I have previously mentioned that I live in a senior Chicago Housing Authority (CHA) building in Chicago. There are many interesting people who live in this subsidized building, including my friend Gene.
Gene is my age, 67. He was one of the founding folks of the Chicago Gay Pride parade and is too busy with the final arrangements to grant me an in-depth interview for our building newsletter I am writing. I decided to profile one person each month so that we get to know about other tenant's lives before they became old and sometimes disabled.
Too often us old folks are ignored in the general population and it's worse if we are disabled. We should not, however, ignore each other.
The first issue of this newsletter is June, so I interviewed someone else for the premier issue, a veteran who has a bronze star and purple heart on his wall. Richard is a genuine hero and deserves recognition for that.
So Gene will be in the July or August issue.
Last year we watched the parade from the roof of our building and this year I wanted to be down on the street to get a much better view. Gene was supposed to go with me, but his mobility chair has not yet arrived.
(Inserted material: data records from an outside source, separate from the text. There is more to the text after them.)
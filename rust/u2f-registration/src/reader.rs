//! Bounds-checked forward cursor over a registration message.

use crate::error::{DecodeError, Field};

/// Reads fields in order from a byte slice.
///
/// Every read either returns exactly the requested bytes and advances, or
/// fails with [`DecodeError::Truncated`] and leaves the cursor where it was.
#[derive(Debug, Clone)]
pub(crate) struct Reader<'a> {
    bytes: &'a [u8],
    offset: usize,
}

impl<'a> Reader<'a> {
    pub(crate) const fn new(bytes: &'a [u8]) -> Self {
        Self { bytes, offset: 0 }
    }

    #[cfg(test)]
    pub(crate) const fn offset(&self) -> usize {
        self.offset
    }

    /// Bytes not yet consumed.
    pub(crate) fn remaining(&self) -> &'a [u8] {
        self.bytes.get(self.offset..).unwrap_or_default()
    }

    pub(crate) fn read_u8(&mut self, field: Field) -> Result<u8, DecodeError> {
        let [byte] = self.read_array::<1>(field)?;
        Ok(byte)
    }

    pub(crate) fn read_array<const N: usize>(
        &mut self,
        field: Field,
    ) -> Result<[u8; N], DecodeError> {
        let mut out = [0u8; N];
        out.copy_from_slice(self.read(field, N)?);
        Ok(out)
    }

    pub(crate) fn read(&mut self, field: Field, len: usize) -> Result<&'a [u8], DecodeError> {
        let slice = self
            .offset
            .checked_add(len)
            .and_then(|end| self.bytes.get(self.offset..end))
            .ok_or_else(|| self.truncated(field, len))?;
        self.offset += len;
        Ok(slice)
    }

    /// Advance past `len` bytes that were consumed by someone else.
    pub(crate) fn skip(&mut self, field: Field, len: usize) -> Result<(), DecodeError> {
        self.read(field, len).map(|_| ())
    }

    /// Consume everything that is left.
    pub(crate) fn read_rest(&mut self) -> &'a [u8] {
        let rest = self.remaining();
        self.offset = self.bytes.len();
        rest
    }

    pub(crate) fn truncated(&self, field: Field, needed: usize) -> DecodeError {
        DecodeError::Truncated {
            field,
            offset: self.offset,
            needed,
            available: self.remaining().len(),
        }
    }
}
//! Process-wide backend initialization.

use crate::{CryptoError, CryptoProvider, Es256Provider};
use std::sync::OnceLock;

static BACKEND: OnceLock<Result<Es256Provider, CryptoError>> = OnceLock::new();

/// SHA-256("abc"), FIPS 180-2 appendix B.1.
const SHA256_ABC: [u8; 32] = [
    0xba, 0x78, 0x16, 0xbf, 0x8f, 0x01, 0xcf, 0xea, 0x41, 0x41, 0x40, 0xde, 0x5d, 0xae, 0x22, 0x23,
    0xb0, 0x03, 0x61, 0xa3, 0x96, 0x17, 0x7a, 0x9c, 0xb4, 0x10, 0xff, 0x61, 0xf2, 0x00, 0x15, 0xad,
];

/// The P-256 base point G, uncompressed (SEC 2, section 2.4.2).
const P256_GENERATOR: [u8; 65] = [
    0x04, 0x6b, 0x17, 0xd1, 0xf2, 0xe1, 0x2c, 0x42, 0x47, 0xf8, 0xbc, 0xe6, 0xe5, 0x63, 0xa4, 0x40,
    0xf2, 0x77, 0x03, 0x7d, 0x81, 0x2d, 0xeb, 0x33, 0xa0, 0xf4, 0xa1, 0x39, 0x45, 0xd8, 0x98, 0xc2,
    0x96, 0x4f, 0xe3, 0x42, 0xe2, 0xfe, 0x1a, 0x7f, 0x9b, 0x8e, 0xe7, 0xeb, 0x4a, 0x7c, 0x0f, 0x9e,
    0x16, 0x2b, 0xce, 0x33, 0x57, 0x6b, 0x31, 0x5e, 0xce, 0xcb, 0xb6, 0x40, 0x68, 0x37, 0xbf, 0x51,
    0xf5,
];

/// Initialize the default cryptography backend and return it.
///
/// The first call runs known-answer self-tests of the backend; every call
/// (including concurrent first calls from several threads) observes the
/// same memoized outcome. Call this once during process startup.
///
/// # Errors
///
/// Returns [`CryptoError::Unavailable`] if the self-test failed. The error
/// is fatal: no verification result from this process can be trusted.
pub fn init() -> Result<&'static Es256Provider, CryptoError> {
    BACKEND
        .get_or_init(|| {
            let outcome = self_test(&Es256Provider).map(|()| Es256Provider);
            match &outcome {
                Ok(_) => tracing::debug!("ES256 cryptography backend initialized"),
                Err(error) => tracing::error!(%error, "ES256 cryptography backend failed self-test"),
            }
            outcome
        })
        .as_ref()
        .map_err(Clone::clone)
}

fn self_test<P: CryptoProvider>(provider: &P) -> Result<(), CryptoError> {
    if provider.hash(b"abc") != SHA256_ABC {
        return Err(CryptoError::Unavailable(
            "SHA-256 known-answer test failed".into(),
        ));
    }
    provider
        .decode_public_key(&P256_GENERATOR)
        .map_err(|e| CryptoError::Unavailable(format!("P-256 generator rejected: {e}")))?;
    Ok(())
}
//! Internal utilities.

use std::fmt;
use std::io;
use std::net::SocketAddr;

use socket2::{Domain, Protocol, Socket, Type};
use tokio::net::UdpSocket;

/// Lazy hex formatter - only formats when actually displayed.
///
/// This avoids allocation when logging at disabled levels.
pub(crate) struct HexBytes<'a>(pub &'a [u8]);

impl fmt::Debug for HexBytes<'_> {
    fn fmt(&self, f: &mut fmt::Formatter<'_>) -> fmt::Result {
        for b in self.0 {
            write!(f, "{:02x}", b)?;
        }
        Ok(())
    }
}

impl fmt::Display for HexBytes<'_> {
    fn fmt(&self, f: &mut fmt::Formatter<'_>) -> fmt::Result {
        fmt::Debug::fmt(self, f)
    }
}

fn new_socket(addr: SocketAddr, ty: Type, protocol: Protocol) -> io::Result<Socket> {
    let domain = if addr.is_ipv6() {
        Domain::IPV6
    } else {
        Domain::IPV4
    };

    let socket = Socket::new(domain, ty, Some(protocol))?;

    // For IPv6 sockets, set IPV6_V6ONLY to true so the socket only handles
    // IPv6 traffic and does not accept IPv4-mapped addresses.
    if addr.is_ipv6() {
        socket.set_only_v6(true)?;
    }

    // Allow address reuse for quick restarts.
    socket.set_reuse_address(true)?;

    // Set non-blocking before handing the descriptor to tokio.
    socket.set_nonblocking(true)?;

    Ok(socket)
}

/// Create and bind a UDP socket with proper IPv6 configuration.
///
/// Must be called from within the reactor's runtime context.
pub(crate) fn bind_udp_socket(addr: SocketAddr) -> io::Result<UdpSocket> {
    let socket = new_socket(addr, Type::DGRAM, Protocol::UDP)?;
    socket.bind(&addr.into())?;
    UdpSocket::from_std(socket.into())
}

/// Create, bind and listen a TCP socket with proper IPv6 configuration.
///
/// Must be called from within the reactor's runtime context.
pub(crate) fn bind_tcp_listener(
    addr: SocketAddr,
    backlog: u32,
) -> io::Result<tokio::net::TcpListener> {
    let socket = new_socket(addr, Type::STREAM, Protocol::TCP)?;
    socket.bind(&addr.into())?;
    socket.listen(backlog as i32)?;
    tokio::net::TcpListener::from_std(socket.into())
}

#[cfg(test)]
mod tests {
    use super::*;

    #[test]
    fn test_hex_bytes_display() {
        let data = [0xde, 0xad, 0xbe, 0xef];
        assert_eq!(format!("{}", HexBytes(&data)), "deadbeef");
    }

    #[test]
    fn test_hex_bytes_debug_empty() {
        let data: [u8; 0] = [];
        assert_eq!(format!("{:?}", HexBytes(&data)), "");
    }

    #[tokio::test]
    async fn test_bind_udp_socket_ipv4() {
        let addr: SocketAddr = "127.0.0.1:0".parse().unwrap();
        let socket = bind_udp_socket(addr).unwrap();
        let local = socket.local_addr().unwrap();
        assert!(local.is_ipv4());
        assert_ne!(local.port(), 0);
    }

    #[tokio::test]
    async fn test_bind_tcp_listener_ipv4() {
        let addr: SocketAddr = "127.0.0.1:0".parse().unwrap();
        let listener = bind_tcp_listener(addr, 16).unwrap();
        let local = listener.local_addr().unwrap();
        assert!(local.is_ipv4());
        assert_ne!(local.port(), 0);
    }
}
He has a very hard time walking now. This is a double shame because Gene used to be an Ice Capades skater. He traveled all over the world with them. He was beautiful then and he's beautiful now too, in the same and a different way. He lives alone but he has so many friends both outside and inside the building.
Unfortunately I have to go to a building meeting right now. This diary is a promise, really, rather than a substantive diary. It's a promise to highlight the lives of the folks in this building.
I just wanted to say that I am proud to be one of Gene's friends and gay pride month seemed the appropriate time to say that.